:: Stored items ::

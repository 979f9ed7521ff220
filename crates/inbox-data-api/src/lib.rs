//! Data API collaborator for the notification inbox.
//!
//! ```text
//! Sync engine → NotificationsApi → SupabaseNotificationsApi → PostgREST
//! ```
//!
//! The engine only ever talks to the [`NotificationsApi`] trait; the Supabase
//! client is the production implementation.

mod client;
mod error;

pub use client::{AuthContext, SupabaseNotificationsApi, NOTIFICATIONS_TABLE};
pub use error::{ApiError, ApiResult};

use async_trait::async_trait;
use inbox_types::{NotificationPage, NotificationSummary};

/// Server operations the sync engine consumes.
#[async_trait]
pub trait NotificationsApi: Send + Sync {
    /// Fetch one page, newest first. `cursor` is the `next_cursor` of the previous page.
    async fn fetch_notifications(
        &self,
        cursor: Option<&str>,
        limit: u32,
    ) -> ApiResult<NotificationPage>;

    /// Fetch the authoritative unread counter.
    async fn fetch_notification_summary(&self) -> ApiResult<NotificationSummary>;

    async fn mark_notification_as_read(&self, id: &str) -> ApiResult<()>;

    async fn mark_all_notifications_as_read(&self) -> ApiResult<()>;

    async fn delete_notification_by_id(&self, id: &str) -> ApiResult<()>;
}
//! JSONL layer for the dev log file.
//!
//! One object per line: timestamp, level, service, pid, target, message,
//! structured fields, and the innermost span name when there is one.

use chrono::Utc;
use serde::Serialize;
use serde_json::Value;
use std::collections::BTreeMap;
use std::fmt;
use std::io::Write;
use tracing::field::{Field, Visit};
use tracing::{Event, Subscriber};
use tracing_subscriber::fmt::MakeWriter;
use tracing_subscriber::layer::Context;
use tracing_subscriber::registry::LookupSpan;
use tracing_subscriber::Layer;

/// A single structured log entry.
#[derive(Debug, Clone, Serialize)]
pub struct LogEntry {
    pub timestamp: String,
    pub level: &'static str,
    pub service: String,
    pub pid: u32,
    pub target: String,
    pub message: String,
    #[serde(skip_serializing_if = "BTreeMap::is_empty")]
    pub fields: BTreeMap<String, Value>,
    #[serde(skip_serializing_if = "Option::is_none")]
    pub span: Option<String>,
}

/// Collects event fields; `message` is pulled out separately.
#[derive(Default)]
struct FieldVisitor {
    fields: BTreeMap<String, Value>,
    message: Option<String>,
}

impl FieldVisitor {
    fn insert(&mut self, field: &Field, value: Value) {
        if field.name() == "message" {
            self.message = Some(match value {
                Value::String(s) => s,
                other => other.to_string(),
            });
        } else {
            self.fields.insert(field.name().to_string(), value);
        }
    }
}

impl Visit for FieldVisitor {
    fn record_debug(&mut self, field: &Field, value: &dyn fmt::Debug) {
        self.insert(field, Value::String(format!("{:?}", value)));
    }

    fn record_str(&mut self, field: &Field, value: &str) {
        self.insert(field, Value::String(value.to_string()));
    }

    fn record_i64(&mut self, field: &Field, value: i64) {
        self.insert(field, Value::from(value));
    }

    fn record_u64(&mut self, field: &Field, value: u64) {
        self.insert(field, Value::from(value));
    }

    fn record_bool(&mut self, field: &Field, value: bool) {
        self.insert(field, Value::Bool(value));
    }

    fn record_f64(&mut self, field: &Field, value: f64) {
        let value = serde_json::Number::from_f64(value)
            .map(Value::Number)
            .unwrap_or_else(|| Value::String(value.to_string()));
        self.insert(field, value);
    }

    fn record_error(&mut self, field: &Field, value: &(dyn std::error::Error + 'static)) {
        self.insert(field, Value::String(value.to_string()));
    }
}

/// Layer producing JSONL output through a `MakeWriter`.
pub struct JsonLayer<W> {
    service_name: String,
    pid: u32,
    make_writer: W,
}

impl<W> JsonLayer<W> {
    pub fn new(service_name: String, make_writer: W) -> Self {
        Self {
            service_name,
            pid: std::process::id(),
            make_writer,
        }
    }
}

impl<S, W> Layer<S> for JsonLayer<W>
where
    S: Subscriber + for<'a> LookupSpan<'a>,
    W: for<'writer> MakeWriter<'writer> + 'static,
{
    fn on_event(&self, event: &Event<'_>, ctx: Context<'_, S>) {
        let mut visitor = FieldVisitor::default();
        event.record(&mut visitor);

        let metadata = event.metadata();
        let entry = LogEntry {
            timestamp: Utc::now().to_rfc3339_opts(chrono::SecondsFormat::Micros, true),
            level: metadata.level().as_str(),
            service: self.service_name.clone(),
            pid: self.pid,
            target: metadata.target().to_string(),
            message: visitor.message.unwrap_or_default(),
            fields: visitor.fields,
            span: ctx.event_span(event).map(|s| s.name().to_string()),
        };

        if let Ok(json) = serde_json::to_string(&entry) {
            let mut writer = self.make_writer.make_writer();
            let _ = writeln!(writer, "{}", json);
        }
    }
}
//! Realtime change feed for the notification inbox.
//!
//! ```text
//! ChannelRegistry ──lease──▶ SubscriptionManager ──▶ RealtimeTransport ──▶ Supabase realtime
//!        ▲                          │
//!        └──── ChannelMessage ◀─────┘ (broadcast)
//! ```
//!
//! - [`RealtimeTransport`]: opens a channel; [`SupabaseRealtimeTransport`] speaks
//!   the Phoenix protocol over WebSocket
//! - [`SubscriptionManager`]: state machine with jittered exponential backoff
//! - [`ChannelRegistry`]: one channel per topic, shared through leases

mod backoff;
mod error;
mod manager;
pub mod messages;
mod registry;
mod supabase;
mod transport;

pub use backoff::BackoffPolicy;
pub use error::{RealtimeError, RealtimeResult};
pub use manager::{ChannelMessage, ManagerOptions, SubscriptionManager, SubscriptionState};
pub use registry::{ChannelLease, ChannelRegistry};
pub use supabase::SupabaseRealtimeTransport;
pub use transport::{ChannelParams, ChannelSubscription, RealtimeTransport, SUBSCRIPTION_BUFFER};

* * *

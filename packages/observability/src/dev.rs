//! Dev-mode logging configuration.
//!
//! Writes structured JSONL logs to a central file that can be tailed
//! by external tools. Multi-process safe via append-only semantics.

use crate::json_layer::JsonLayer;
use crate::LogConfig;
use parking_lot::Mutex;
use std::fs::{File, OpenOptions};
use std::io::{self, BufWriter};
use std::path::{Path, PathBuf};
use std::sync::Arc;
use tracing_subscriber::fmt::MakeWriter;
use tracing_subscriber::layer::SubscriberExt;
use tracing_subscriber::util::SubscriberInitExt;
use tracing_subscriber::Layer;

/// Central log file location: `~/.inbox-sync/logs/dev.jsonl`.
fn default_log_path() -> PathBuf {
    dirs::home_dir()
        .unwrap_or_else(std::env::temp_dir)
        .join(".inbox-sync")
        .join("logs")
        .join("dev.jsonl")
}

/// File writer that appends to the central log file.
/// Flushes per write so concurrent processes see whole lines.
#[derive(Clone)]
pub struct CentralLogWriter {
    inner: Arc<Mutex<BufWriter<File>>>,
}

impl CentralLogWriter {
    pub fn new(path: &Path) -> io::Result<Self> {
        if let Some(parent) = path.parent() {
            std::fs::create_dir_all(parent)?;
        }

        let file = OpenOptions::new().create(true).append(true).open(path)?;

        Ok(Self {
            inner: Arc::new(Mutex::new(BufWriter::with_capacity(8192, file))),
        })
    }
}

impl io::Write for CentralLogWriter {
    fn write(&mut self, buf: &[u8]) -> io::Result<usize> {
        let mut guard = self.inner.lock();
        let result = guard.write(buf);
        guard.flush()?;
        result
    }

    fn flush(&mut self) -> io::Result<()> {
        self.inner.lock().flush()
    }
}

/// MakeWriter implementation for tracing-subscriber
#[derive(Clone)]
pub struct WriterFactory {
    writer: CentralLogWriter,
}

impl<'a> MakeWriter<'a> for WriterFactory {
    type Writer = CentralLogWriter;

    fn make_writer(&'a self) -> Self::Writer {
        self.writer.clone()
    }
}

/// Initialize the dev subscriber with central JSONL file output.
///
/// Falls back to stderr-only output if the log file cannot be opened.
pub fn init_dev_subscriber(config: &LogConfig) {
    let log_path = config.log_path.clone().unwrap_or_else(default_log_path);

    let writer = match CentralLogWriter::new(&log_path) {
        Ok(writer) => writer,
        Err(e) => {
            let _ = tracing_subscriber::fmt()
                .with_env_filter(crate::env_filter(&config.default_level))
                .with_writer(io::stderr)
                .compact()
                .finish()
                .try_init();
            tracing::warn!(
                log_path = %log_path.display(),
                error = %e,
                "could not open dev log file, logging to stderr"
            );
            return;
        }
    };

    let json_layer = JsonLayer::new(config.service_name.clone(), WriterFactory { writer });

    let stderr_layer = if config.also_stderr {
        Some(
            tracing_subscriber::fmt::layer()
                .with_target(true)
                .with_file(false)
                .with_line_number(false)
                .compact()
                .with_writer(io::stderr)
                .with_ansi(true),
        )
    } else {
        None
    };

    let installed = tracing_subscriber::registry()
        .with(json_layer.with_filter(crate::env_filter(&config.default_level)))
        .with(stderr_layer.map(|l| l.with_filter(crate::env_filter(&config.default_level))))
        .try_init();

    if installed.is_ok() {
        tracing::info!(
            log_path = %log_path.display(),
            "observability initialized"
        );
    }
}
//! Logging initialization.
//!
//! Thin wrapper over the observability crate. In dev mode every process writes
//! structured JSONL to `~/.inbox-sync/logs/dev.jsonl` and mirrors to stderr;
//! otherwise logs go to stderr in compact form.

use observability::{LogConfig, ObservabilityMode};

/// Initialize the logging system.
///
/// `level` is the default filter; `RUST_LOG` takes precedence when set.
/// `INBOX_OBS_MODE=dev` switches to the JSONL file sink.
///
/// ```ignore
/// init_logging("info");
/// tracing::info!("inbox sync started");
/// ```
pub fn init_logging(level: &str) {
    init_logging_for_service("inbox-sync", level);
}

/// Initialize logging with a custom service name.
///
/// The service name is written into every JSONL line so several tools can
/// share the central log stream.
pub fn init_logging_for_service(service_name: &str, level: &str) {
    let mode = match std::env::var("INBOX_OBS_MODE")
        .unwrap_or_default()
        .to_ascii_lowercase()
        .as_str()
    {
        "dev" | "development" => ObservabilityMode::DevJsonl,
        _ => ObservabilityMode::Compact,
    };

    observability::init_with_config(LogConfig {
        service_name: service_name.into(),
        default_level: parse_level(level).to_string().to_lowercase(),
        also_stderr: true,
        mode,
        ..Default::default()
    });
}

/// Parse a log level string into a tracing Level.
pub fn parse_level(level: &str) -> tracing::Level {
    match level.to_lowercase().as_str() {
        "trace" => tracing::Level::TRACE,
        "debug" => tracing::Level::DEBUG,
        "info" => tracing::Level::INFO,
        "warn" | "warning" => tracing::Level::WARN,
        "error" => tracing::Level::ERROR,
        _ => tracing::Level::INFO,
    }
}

:: WHAT THIS TASK INVOLVES ::
Going through the entries above, show each line that contains "filename".

:: REPLY ::
filename crates/inbox-data-api/src/lib.rs
filename packages/observability/src/dev.rs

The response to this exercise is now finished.